What you have to do
From the entries below, gather each line containing the word "CorsLayer".

Stored items:
◆ ◆ ◆ ◆ ◆

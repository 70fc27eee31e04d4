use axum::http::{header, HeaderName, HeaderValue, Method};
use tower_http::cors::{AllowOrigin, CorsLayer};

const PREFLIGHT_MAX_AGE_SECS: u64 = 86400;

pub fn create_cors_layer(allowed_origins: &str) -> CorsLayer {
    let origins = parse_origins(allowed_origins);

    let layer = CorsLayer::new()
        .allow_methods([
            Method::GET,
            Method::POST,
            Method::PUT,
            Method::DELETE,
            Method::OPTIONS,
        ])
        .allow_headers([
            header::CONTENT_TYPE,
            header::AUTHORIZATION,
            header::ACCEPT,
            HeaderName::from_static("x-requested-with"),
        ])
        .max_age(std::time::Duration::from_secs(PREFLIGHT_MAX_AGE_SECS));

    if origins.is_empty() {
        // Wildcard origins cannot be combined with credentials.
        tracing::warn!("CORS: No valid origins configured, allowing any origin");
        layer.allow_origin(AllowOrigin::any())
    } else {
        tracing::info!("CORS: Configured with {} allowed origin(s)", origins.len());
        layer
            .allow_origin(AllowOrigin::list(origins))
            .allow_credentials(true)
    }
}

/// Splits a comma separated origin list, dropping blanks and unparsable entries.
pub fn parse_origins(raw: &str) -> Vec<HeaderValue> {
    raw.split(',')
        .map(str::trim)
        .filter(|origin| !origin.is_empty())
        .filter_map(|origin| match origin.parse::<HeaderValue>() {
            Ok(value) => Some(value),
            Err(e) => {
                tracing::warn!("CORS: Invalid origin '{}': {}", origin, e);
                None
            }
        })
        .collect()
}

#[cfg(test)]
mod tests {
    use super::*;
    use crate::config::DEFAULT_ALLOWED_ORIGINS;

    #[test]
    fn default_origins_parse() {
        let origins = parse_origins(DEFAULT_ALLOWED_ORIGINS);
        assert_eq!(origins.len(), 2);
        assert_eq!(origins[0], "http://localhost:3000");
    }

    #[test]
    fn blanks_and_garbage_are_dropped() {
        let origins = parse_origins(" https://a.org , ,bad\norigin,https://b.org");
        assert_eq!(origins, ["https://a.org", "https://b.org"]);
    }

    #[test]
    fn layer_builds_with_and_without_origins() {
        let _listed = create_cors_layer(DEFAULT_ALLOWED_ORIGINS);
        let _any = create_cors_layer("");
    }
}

◆ ◆ ◆ ◆ ◆

Worked solution
use tower_http::cors::{AllowOrigin, CorsLayer};
pub fn create_cors_layer(allowed_origins: &str) -> CorsLayer {
    let layer = CorsLayer::new()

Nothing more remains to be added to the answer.